5. Preach moderation and promote good parenting. Remind parents moderation in all things, including videogames, is important. You're responsible as parents to oversee this.
6. Benchmark against sex and violence in prime network TV and movies. I don’t think videogames have cornered the market on sex and violence. [Showed slide of David Hasselhoff in Speedos!]
7. Embrace the Constitution. We have a right in this industry to make and market our product in an unregulated manner. We should be talking about what our rights are. Videogames are part art and part commerce; both parts are protected.
8. Lobby. Make political donations.
9. Harness our best spokespeople. Have them talk about why they like videogames. We have high-profile celebs that like videogames. Have them talk about the benefits. It’ll have crossover appeal and bring new people to the category.
10. Demonstrate our most creative games. Halo and GTA represent us in the marketplace, and we need to show people it’s not all about guns and boobs. Katamari Damacy, DDR, Parappa, Donkey Konga and Guitar Hero are games the whole family can enjoy and play.
11. Put the problem in statistical perspective. Less than 20 percent of all games released are M-rated; a minority of the product.
12. Be proud. Don’t be ashamed to say you like videogames. Just be sure to tell people why you like videogames.
Well, that all seems pretty much like 'common-sensical' stuff to SPOnG - the ESRB needs to publicise its ratings systems to parents in much better ways, parents need to be more responsible for their children, and games companies need to not make rubbish games. What was going through Geoghegan’s mind when he decided to show a slide of David Hasselhoff in Speedos to illustrate a point about sex and violence in prime network TV, God only knows!
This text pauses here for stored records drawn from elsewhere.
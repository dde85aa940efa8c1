//! Test results, discoveries, and the permanent discovery log.
//!
//! The log is JSON lines over an [`AppendLog`]. Entries are never rewritten:
//! an external confirmation (or refutation) of a pending discovery is a new
//! entry for the same exponent, and the latest entry wins when the log is
//! folded into per-exponent status.

use anyhow::{Context, Result};
use chrono::{DateTime, Utc};
use serde::{Deserialize, Serialize};
use std::collections::BTreeMap;
use std::sync::Arc;
use std::time::Duration;
use tracing::warn;

use crate::lucas_lehmer::{LlOutcome, Verdict};
use crate::mersenne_digits;
use crate::store::AppendLog;

pub const LL_METHOD: &str = "lucas-lehmer";

#[derive(Clone, Debug, PartialEq, Serialize, Deserialize)]
pub struct TestResult {
    pub exponent: u64,
    pub verdict: Verdict,
    #[serde(with = "duration_secs")]
    pub duration: Duration,
    pub method: String,
    pub timestamp: DateTime<Utc>,
    #[serde(default, skip_serializing_if = "Option::is_none")]
    pub residue64: Option<u64>,
}

impl From<&LlOutcome> for TestResult {
    fn from(out: &LlOutcome) -> Self {
        TestResult {
            exponent: out.exponent,
            verdict: out.verdict,
            duration: out.elapsed,
            method: LL_METHOD.to_string(),
            timestamp: out.finished_at,
            residue64: out.residue64,
        }
    }
}

/// One line of the discovery log.
#[derive(Clone, Debug, PartialEq, Serialize, Deserialize)]
pub struct Discovery {
    pub exponent: u64,
    pub digit_count: u64,
    pub discovery_time: DateTime<Utc>,
    pub test_duration_seconds: f64,
    pub method: String,
    pub verified_externally: bool,
    #[serde(default, skip_serializing_if = "std::ops::Not::not")]
    pub refuted: bool,
    /// When the external verifier's confirmation or refutation was recorded.
    #[serde(default, skip_serializing_if = "Option::is_none")]
    pub verified_at: Option<DateTime<Utc>>,
}

impl Discovery {
    /// A discovery from a PRIME result; None for any other verdict.
    pub fn from_result(result: &TestResult) -> Option<Self> {
        if result.verdict != Verdict::Prime {
            return None;
        }
        Some(Discovery {
            exponent: result.exponent,
            digit_count: mersenne_digits(result.exponent),
            discovery_time: result.timestamp,
            test_duration_seconds: result.duration.as_secs_f64(),
            method: result.method.clone(),
            verified_externally: false,
            refuted: false,
            verified_at: None,
        })
    }

    pub fn status(&self) -> DiscoveryStatus {
        if self.refuted {
            DiscoveryStatus::Refuted
        } else if self.verified_externally {
            DiscoveryStatus::Confirmed
        } else {
            DiscoveryStatus::Pending
        }
    }
}

#[derive(Clone, Copy, Debug, PartialEq, Eq, Serialize)]
#[serde(rename_all = "snake_case")]
pub enum DiscoveryStatus {
    Pending,
    Confirmed,
    Refuted,
}

#[derive(Clone)]
pub struct DiscoveryLog {
    log: Arc<dyn AppendLog>,
}

impl DiscoveryLog {
    pub fn new(log: Arc<dyn AppendLog>) -> Self {
        DiscoveryLog { log }
    }

    pub fn append(&self, discovery: &Discovery) -> Result<()> {
        let mut line = serde_json::to_vec(discovery).context("serializing discovery")?;
        line.push(b'\n');
        self.log
            .append(&line)
            .with_context(|| format!("appending discovery p={}", discovery.exponent))?;
        Ok(())
    }

    /// All well-formed entries in log order. Malformed lines are skipped.
    pub fn entries(&self) -> Result<Vec<Discovery>> {
        let (bytes, _) = self.log.read_since(0).context("reading discovery log")?;
        let text = String::from_utf8_lossy(&bytes);
        let mut out = Vec::new();
        for (i, line) in text.lines().enumerate() {
            if line.trim().is_empty() {
                continue;
            }
            match serde_json::from_str::<Discovery>(line) {
                Ok(d) => out.push(d),
                Err(e) => warn!(line = i + 1, error = %e, "skipping malformed discovery entry"),
            }
        }
        Ok(out)
    }

    /// Latest entry per exponent.
    pub fn latest(&self) -> Result<BTreeMap<u64, Discovery>> {
        let mut map = BTreeMap::new();
        for d in self.entries()? {
            map.insert(d.exponent, d);
        }
        Ok(map)
    }

    pub fn contains(&self, p: u64) -> Result<bool> {
        Ok(self.entries()?.iter().any(|d| d.exponent == p))
    }

    /// Record an external confirmation. Returns false when `p` has no
    /// entry or is already confirmed.
    pub fn confirm(&self, p: u64) -> Result<bool> {
        self.resolve(p, true)
    }

    /// Record an external refutation. Returns false when `p` has no entry
    /// or is already refuted.
    pub fn refute(&self, p: u64) -> Result<bool> {
        self.resolve(p, false)
    }

    fn resolve(&self, p: u64, confirmed: bool) -> Result<bool> {
        let Some(mut entry) = self.latest()?.remove(&p) else {
            return Ok(false);
        };
        let target = if confirmed {
            DiscoveryStatus::Confirmed
        } else {
            DiscoveryStatus::Refuted
        };
        if entry.status() == target {
            return Ok(false);
        }
        entry.verified_externally = confirmed;
        entry.refuted = !confirmed;
        entry.verified_at = Some(Utc::now());
        self.append(&entry)?;
        Ok(true)
    }
}

mod duration_secs {
    use serde::{Deserialize, Deserializer, Serializer};
    use std::time::Duration;

    pub fn serialize<S: Serializer>(d: &Duration, s: S) -> Result<S::Ok, S::Error> {
        s.serialize_f64(d.as_secs_f64())
    }

    pub fn deserialize<'de, D: Deserializer<'de>>(d: D) -> Result<Duration, D::Error> {
        let secs = f64::deserialize(d)?;
        Ok(Duration::try_from_secs_f64(secs).unwrap_or_default())
    }
}

#[cfg(test)]
mod tests {
    use super::*;
    use crate::store::MemoryAppendLog;

    fn prime_result(p: u64) -> TestResult {
        TestResult {
            exponent: p,
            verdict: Verdict::Prime,
            duration: Duration::from_millis(1500),
            method: LL_METHOD.into(),
            timestamp: Utc::now(),
            residue64: Some(0),
        }
    }

    #[test]
    fn only_prime_results_become_discoveries() {
        assert!(Discovery::from_result(&prime_result(21701)).is_some());
        let mut r = prime_result(21701);
        r.verdict = Verdict::Composite;
        assert!(Discovery::from_result(&r).is_none());
        r.verdict = Verdict::Timeout;
        assert!(Discovery::from_result(&r).is_none());
    }

    #[test]
    fn discovery_entry_has_external_shape() {
        let d = Discovery::from_result(&prime_result(21701)).unwrap();
        assert_eq!(d.digit_count, 6533);
        let v: serde_json::Value = serde_json::to_value(&d).unwrap();
        for key in [
            "exponent",
            "digit_count",
            "discovery_time",
            "test_duration_seconds",
            "method",
            "verified_externally",
        ] {
            assert!(v.get(key).is_some(), "missing {}", key);
        }
        assert!(v.get("refuted").is_none());
        assert!(v.get("verified_at").is_none());
        assert_eq!(v["test_duration_seconds"], 1.5);
    }

    #[test]
    fn log_is_append_only_and_latest_wins() {
        let mem = Arc::new(MemoryAppendLog::new());
        let log = DiscoveryLog::new(mem.clone());
        let d = Discovery::from_result(&prime_result(23209)).unwrap();
        log.append(&d).unwrap();
        let before = mem.contents();

        assert!(log.confirm(23209).unwrap());
        assert!(!log.confirm(23209).unwrap());
        assert!(!log.confirm(44497).unwrap());

        let after = mem.contents();
        assert!(after.starts_with(&before));
        assert_eq!(log.entries().unwrap().len(), 2);
        assert_eq!(log.latest().unwrap()[&23209].status(), DiscoveryStatus::Confirmed);
        assert!(log.contains(23209).unwrap());
    }

    #[test]
    fn confirmation_keeps_discovery_time() {
        let log = DiscoveryLog::new(Arc::new(MemoryAppendLog::new()));
        let mut result = prime_result(44497);
        result.timestamp = Utc::now() - chrono::Duration::days(3);
        log.append(&Discovery::from_result(&result).unwrap()).unwrap();

        assert!(log.confirm(44497).unwrap());
        let latest = &log.latest().unwrap()[&44497];
        assert_eq!(latest.discovery_time, result.timestamp);
        let verified_at = latest.verified_at.unwrap();
        assert!(verified_at > result.timestamp);

        assert!(log.refute(44497).unwrap());
        assert_eq!(log.latest().unwrap()[&44497].discovery_time, result.timestamp);
    }

    #[test]
    fn refutation_marks_entry() {
        let log = DiscoveryLog::new(Arc::new(MemoryAppendLog::new()));
        log.append(&Discovery::from_result(&prime_result(19991)).unwrap())
            .unwrap();
        assert!(log.refute(19991).unwrap());
        assert_eq!(log.latest().unwrap()[&19991].status(), DiscoveryStatus::Refuted);
    }

    #[test]
    fn malformed_lines_are_skipped() {
        let mem = Arc::new(MemoryAppendLog::new());
        mem.append(b"{not json}\n").unwrap();
        let log = DiscoveryLog::new(mem);
        log.append(&Discovery::from_result(&prime_result(86243)).unwrap())
            .unwrap();
        assert_eq!(log.entries().unwrap().len(), 1);
    }

    #[test]
    fn test_result_duration_serializes_as_seconds() {
        let json = serde_json::to_value(prime_result(3)).unwrap();
        assert_eq!(json["duration"], 1.5);
        assert_eq!(json["verdict"], "PRIME");
        let back: TestResult = serde_json::from_value(json).unwrap();
        assert_eq!(back.duration, Duration::from_millis(1500));
    }
}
Geoghegan has served nearly 20 years as a senior level marketing executive, most recently for LucasArts, helping the company achieve record revenue and profits. He’s also managed offices for professional marketing service companies including WPP, IPG and Saatchi, plus his articles on business and marketing have appeared in The New York Times, The Wall Street Journal, BusinessWeek and other publications.
In his spare time, Mr. Geoghegan serves as non-executive Director of The SILOE Research Institute in Marin County, CA. Which, as it doesn’t appear to exist on the Internet, could well be a made up organisation which he runs out of his den as some kind of tax dodge.